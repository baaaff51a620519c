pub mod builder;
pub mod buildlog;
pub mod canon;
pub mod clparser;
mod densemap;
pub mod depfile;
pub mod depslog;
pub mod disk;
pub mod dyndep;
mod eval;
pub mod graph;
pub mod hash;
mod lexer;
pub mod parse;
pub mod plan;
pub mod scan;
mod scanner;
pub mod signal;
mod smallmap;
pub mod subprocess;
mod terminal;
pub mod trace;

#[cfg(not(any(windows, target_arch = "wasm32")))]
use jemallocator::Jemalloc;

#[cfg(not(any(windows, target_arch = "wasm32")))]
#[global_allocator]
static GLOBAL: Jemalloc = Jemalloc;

---

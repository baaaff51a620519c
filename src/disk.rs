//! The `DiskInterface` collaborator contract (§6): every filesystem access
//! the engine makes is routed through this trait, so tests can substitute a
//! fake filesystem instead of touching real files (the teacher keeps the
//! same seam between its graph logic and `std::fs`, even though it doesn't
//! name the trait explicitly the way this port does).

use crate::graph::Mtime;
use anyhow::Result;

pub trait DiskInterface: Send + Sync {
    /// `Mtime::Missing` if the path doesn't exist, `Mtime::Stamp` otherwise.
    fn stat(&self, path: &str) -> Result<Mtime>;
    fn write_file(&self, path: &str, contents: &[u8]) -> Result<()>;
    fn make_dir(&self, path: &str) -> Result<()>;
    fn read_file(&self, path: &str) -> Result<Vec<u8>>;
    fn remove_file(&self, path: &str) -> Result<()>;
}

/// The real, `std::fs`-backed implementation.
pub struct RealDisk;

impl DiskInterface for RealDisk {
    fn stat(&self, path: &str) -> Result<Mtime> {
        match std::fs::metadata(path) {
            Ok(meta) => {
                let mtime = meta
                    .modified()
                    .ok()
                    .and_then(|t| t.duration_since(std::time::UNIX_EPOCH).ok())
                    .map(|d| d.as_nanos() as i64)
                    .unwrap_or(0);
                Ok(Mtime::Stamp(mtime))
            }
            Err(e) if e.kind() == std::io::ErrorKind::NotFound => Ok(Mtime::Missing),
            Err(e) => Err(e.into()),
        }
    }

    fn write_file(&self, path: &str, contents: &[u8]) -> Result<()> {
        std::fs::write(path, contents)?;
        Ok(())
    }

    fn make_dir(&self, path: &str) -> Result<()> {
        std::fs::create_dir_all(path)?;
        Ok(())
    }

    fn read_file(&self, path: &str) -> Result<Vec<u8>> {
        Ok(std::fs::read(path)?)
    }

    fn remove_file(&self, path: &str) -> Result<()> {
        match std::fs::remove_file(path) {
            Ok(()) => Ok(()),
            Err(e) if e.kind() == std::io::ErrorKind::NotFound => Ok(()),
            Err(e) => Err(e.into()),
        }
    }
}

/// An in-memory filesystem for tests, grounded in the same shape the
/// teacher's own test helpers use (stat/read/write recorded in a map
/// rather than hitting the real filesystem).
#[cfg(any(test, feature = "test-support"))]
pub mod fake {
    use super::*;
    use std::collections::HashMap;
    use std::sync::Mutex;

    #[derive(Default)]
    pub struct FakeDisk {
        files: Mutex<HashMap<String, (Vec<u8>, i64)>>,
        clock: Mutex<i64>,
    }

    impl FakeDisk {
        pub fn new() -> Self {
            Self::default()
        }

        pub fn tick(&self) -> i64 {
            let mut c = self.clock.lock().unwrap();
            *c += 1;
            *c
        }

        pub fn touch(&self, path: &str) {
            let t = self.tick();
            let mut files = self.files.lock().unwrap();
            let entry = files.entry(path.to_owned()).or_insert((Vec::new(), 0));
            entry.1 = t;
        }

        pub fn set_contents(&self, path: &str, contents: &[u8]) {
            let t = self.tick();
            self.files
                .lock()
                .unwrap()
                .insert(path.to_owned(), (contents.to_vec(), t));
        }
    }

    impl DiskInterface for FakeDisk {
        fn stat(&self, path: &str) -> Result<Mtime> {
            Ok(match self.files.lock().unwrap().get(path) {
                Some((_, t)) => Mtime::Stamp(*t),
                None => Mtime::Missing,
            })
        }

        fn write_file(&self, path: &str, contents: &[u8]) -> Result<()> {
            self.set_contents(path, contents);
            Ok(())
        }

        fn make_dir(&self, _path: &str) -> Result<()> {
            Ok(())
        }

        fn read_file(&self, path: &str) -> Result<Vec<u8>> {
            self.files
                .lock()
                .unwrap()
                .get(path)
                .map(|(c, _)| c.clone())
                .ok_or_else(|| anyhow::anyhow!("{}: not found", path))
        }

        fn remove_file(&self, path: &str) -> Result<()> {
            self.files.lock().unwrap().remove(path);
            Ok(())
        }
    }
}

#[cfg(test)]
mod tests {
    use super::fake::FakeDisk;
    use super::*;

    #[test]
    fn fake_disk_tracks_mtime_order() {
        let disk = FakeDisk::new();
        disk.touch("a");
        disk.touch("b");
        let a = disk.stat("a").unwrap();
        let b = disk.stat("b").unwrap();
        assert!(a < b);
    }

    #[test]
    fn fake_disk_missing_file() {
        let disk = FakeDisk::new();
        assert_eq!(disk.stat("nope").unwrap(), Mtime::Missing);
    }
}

---

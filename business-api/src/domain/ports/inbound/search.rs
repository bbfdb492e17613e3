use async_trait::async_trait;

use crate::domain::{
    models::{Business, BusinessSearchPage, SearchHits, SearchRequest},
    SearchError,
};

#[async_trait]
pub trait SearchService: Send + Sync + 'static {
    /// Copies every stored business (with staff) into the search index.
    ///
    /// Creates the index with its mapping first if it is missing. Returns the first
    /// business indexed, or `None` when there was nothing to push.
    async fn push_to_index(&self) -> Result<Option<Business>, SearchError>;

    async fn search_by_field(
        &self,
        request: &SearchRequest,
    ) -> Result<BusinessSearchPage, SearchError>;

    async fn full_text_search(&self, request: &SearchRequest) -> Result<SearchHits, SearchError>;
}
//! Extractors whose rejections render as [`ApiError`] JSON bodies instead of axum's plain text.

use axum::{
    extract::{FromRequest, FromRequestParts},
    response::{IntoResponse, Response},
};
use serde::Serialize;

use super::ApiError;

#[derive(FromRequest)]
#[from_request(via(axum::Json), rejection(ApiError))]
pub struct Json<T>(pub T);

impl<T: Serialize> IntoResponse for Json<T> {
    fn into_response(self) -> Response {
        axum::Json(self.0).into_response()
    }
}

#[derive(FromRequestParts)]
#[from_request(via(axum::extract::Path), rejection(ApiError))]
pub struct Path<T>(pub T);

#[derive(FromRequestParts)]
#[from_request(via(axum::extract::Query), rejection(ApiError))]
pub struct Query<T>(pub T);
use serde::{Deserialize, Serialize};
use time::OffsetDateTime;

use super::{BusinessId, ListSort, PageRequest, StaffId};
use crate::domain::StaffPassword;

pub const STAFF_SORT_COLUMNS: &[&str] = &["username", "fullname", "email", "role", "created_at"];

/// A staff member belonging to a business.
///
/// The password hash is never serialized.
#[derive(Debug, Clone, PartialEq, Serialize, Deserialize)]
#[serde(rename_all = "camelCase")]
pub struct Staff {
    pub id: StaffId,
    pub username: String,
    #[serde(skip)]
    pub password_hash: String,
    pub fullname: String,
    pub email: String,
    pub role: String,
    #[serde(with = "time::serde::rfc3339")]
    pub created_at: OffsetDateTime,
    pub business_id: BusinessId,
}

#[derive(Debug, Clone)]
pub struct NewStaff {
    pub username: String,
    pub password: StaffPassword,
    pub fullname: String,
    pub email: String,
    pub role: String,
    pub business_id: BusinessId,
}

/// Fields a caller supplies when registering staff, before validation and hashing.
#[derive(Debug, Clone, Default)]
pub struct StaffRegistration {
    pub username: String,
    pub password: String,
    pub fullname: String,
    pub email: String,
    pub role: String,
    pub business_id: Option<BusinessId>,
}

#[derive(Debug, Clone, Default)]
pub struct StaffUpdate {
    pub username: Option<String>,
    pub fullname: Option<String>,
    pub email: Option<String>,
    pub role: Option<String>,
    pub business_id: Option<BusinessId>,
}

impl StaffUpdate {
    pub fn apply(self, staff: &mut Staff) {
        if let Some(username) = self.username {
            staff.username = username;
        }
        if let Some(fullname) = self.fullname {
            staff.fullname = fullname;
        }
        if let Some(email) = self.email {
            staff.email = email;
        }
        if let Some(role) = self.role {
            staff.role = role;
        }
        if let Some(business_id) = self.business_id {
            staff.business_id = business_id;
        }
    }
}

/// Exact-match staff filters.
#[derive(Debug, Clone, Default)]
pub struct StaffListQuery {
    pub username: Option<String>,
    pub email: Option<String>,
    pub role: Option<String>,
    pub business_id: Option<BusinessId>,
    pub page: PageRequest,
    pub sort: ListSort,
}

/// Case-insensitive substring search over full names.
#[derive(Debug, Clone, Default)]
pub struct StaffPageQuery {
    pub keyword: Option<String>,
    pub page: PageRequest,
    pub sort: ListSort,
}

---

Your answer should be each line from the preceding material in which the word "NotFound" occurs.

            Err(e) if e.kind() == std::io::ErrorKind::NotFound => Ok(Mtime::Missing),
            Err(e) if e.kind() == std::io::ErrorKind::NotFound => Ok(()),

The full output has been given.